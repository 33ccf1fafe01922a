//! Service configuration
//!
//! Built-in defaults, overridden by an optional TOML file and then by
//! environment variables. CLI flags are applied on top by the binary.

use std::fs;
use std::net::SocketAddr;
use std::path::{Path, PathBuf};
use std::time::Duration;

use anyhow::{bail, Context};
use serde::Deserialize;
use talent_zk_prover::Circuit;
use tracing::info;

/// Where stored proofs live
#[derive(Clone, Copy, Debug, PartialEq, Eq, Deserialize)]
#[serde(rename_all = "lowercase")]
pub enum CacheBackend {
    Memory,
    Redis,
}

impl CacheBackend {
    pub fn as_str(&self) -> &'static str {
        match self {
            Self::Memory => "memory",
            Self::Redis => "redis",
        }
    }
}

impl std::str::FromStr for CacheBackend {
    type Err = anyhow::Error;

    fn from_str(s: &str) -> anyhow::Result<Self> {
        match s {
            "memory" => Ok(Self::Memory),
            "redis" => Ok(Self::Redis),
            other => bail!("unknown cache backend `{other}` (expected memory or redis)"),
        }
    }
}

/// Entry cap of the in-memory cache when none is configured
pub const DEFAULT_MAX_ENTRIES: usize = 10_000;

#[derive(Clone, Debug)]
pub struct CacheConfig {
    pub backend: CacheBackend,
    pub redis_url: String,
    pub key_prefix: String,
    /// Expiry of stored proofs; `None` keeps them until evicted
    pub ttl: Option<Duration>,
    /// Most proofs the in-memory backend holds before evicting the oldest
    pub max_entries: usize,
}

impl Default for CacheConfig {
    fn default() -> Self {
        Self {
            backend: CacheBackend::Memory,
            redis_url: "redis://127.0.0.1/".to_string(),
            key_prefix: "zkp:proof:".to_string(),
            ttl: None,
            max_entries: DEFAULT_MAX_ENTRIES,
        }
    }
}

/// Runtime configuration of the proof service.
#[derive(Clone, Debug)]
pub struct ServiceConfig {
    pub listen: SocketAddr,
    pub artifacts_dir: PathBuf,
    pub circuits: Vec<Circuit>,
    /// Refuse to start when a circuit's artifacts cannot be loaded. When
    /// false the circuit is disabled and its endpoint answers 503.
    pub strict_artifacts: bool,
    pub max_body_bytes: usize,
    pub cache: CacheConfig,
}

impl ServiceConfig {
    /// Defaults, then the TOML file, then environment overrides
    pub fn load(path: Option<&Path>) -> anyhow::Result<Self> {
        let mut config = Self::default();
        let candidate = path.map(PathBuf::from).unwrap_or_else(default_config_path);

        if candidate.exists() {
            let contents = fs::read_to_string(&candidate)
                .with_context(|| format!("failed to read config at {}", candidate.display()))?;
            config
                .apply_toml(&contents)
                .with_context(|| format!("failed to parse config at {}", candidate.display()))?;
            info!(path = %candidate.display(), "loaded configuration overrides");
        } else if let Some(explicit) = path {
            bail!("configuration file {} not found", explicit.display());
        }

        config.apply_env(|name| std::env::var(name).ok())?;
        Ok(config)
    }

    fn apply_toml(&mut self, contents: &str) -> anyhow::Result<()> {
        let raw: RawServiceConfig = toml::from_str(contents)?;

        if let Some(listen) = raw.listen {
            self.listen = listen;
        }
        if let Some(dir) = raw.artifacts_dir {
            self.artifacts_dir = dir;
        }
        if let Some(circuits) = raw.circuits {
            self.circuits = circuits;
        }
        if let Some(strict) = raw.strict_artifacts {
            self.strict_artifacts = strict;
        }
        if let Some(max) = raw.max_body_bytes {
            self.max_body_bytes = max;
        }
        if let Some(cache) = raw.cache {
            if let Some(backend) = cache.backend {
                self.cache.backend = backend;
            }
            if let Some(url) = cache.redis_url {
                self.cache.redis_url = url;
            }
            if let Some(prefix) = cache.key_prefix {
                self.cache.key_prefix = prefix;
            }
            if let Some(ttl) = cache.ttl_secs {
                self.cache.ttl = (ttl > 0).then(|| Duration::from_secs(ttl));
            }
            if let Some(max) = cache.max_entries {
                if max == 0 {
                    bail!("cache.max_entries must be at least 1");
                }
                self.cache.max_entries = max;
            }
        }
        Ok(())
    }

    /// Environment overrides (highest priority after CLI flags)
    fn apply_env(&mut self, var: impl Fn(&str) -> Option<String>) -> anyhow::Result<()> {
        if let Some(listen) = var("TALENT_ZK_LISTEN") {
            self.listen = listen
                .parse()
                .with_context(|| format!("invalid TALENT_ZK_LISTEN `{listen}`"))?;
        }
        if let Some(dir) = var("TALENT_ZK_ARTIFACTS") {
            self.artifacts_dir = PathBuf::from(dir);
        }
        if let Some(backend) = var("TALENT_ZK_CACHE") {
            self.cache.backend = backend.parse()?;
        }
        if let Some(url) = var("REDIS_URL") {
            self.cache.redis_url = url;
        }
        Ok(())
    }
}

impl Default for ServiceConfig {
    fn default() -> Self {
        Self {
            listen: SocketAddr::from(([127, 0, 0, 1], 8080)),
            artifacts_dir: PathBuf::from("artifacts"),
            circuits: Circuit::ALL.to_vec(),
            strict_artifacts: true,
            max_body_bytes: 64 * 1024,
            cache: CacheConfig::default(),
        }
    }
}

fn default_config_path() -> PathBuf {
    PathBuf::from("talent-zk.toml")
}

#[derive(Debug, Deserialize, Default)]
#[serde(default, deny_unknown_fields)]
struct RawServiceConfig {
    listen: Option<SocketAddr>,
    artifacts_dir: Option<PathBuf>,
    circuits: Option<Vec<Circuit>>,
    strict_artifacts: Option<bool>,
    max_body_bytes: Option<usize>,
    cache: Option<RawCacheConfig>,
}

#[derive(Debug, Deserialize, Default)]
#[serde(default, deny_unknown_fields)]
struct RawCacheConfig {
    backend: Option<CacheBackend>,
    redis_url: Option<String>,
    key_prefix: Option<String>,
    ttl_secs: Option<u64>,
    max_entries: Option<usize>,
}

#[cfg(test)]
mod tests {
    use super::*;
    use std::collections::HashMap;

    #[test]
    fn defaults() {
        let config = ServiceConfig::default();
        assert_eq!(config.circuits, Circuit::ALL.to_vec());
        assert_eq!(config.cache.backend, CacheBackend::Memory);
        assert!(config.strict_artifacts);
        assert_eq!(config.cache.max_entries, DEFAULT_MAX_ENTRIES);
    }

    #[test]
    fn toml_overrides() {
        let mut config = ServiceConfig::default();
        config
            .apply_toml(
                r#"
                listen = "0.0.0.0:9000"
                circuits = ["bid_validity"]
                strict_artifacts = false

                [cache]
                backend = "redis"
                ttl_secs = 3600
                max_entries = 500
                "#,
            )
            .unwrap();

        assert_eq!(config.listen.port(), 9000);
        assert_eq!(config.circuits, vec![Circuit::BidValidity]);
        assert!(!config.strict_artifacts);
        assert_eq!(config.cache.backend, CacheBackend::Redis);
        assert_eq!(config.cache.ttl, Some(Duration::from_secs(3600)));
        assert_eq!(config.cache.key_prefix, "zkp:proof:");
        assert_eq!(config.cache.max_entries, 500);

        assert!(config.apply_toml("[cache]\nmax_entries = 0").is_err());
    }

    #[test]
    fn unknown_keys_rejected() {
        let mut config = ServiceConfig::default();
        assert!(config.apply_toml("listen_addr = \"0.0.0.0:1\"").is_err());
        assert!(config.apply_toml("circuits = [\"tier_membership\"]").is_err());
    }

    #[test]
    fn env_overrides() {
        let env: HashMap<&str, &str> = [
            ("TALENT_ZK_LISTEN", "127.0.0.1:7000"),
            ("TALENT_ZK_ARTIFACTS", "/srv/keys"),
            ("TALENT_ZK_CACHE", "redis"),
            ("REDIS_URL", "redis://cache:6379/"),
        ]
        .into_iter()
        .collect();

        let mut config = ServiceConfig::default();
        config
            .apply_env(|name| env.get(name).map(|v| (*v).to_string()))
            .unwrap();

        assert_eq!(config.listen.port(), 7000);
        assert_eq!(config.artifacts_dir, PathBuf::from("/srv/keys"));
        assert_eq!(config.cache.backend, CacheBackend::Redis);
        assert_eq!(config.cache.redis_url, "redis://cache:6379/");

        let mut config = ServiceConfig::default();
        assert!(config
            .apply_env(|name| (name == "TALENT_ZK_LISTEN").then(|| "nope".to_string()))
            .is_err());
    }

    #[test]
    fn missing_explicit_file_is_an_error() {
        let dir = tempfile::tempdir().unwrap();
        let path = dir.path().join("absent.toml");
        assert!(ServiceConfig::load(Some(&path)).is_err());

        let path = dir.path().join("service.toml");
        fs::write(&path, "max_body_bytes = 1024\n").unwrap();
        assert_eq!(ServiceConfig::load(Some(&path)).unwrap().max_body_bytes, 1024);
    }
}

··········

### [Activity]
Return the lines of the listing where the string "circuits" appears.

### [Response to the exercise]
    pub circuits: Vec<Circuit>,
        if let Some(circuits) = raw.circuits {
            self.circuits = circuits;
            circuits: Circuit::ALL.to_vec(),
    circuits: Option<Vec<Circuit>>,
        assert_eq!(config.circuits, Circuit::ALL.to_vec());
                circuits = ["bid_validity"]
        assert_eq!(config.circuits, vec![Circuit::BidValidity]);
        assert!(config.apply_toml("circuits = [\"tier_membership\"]").is_err());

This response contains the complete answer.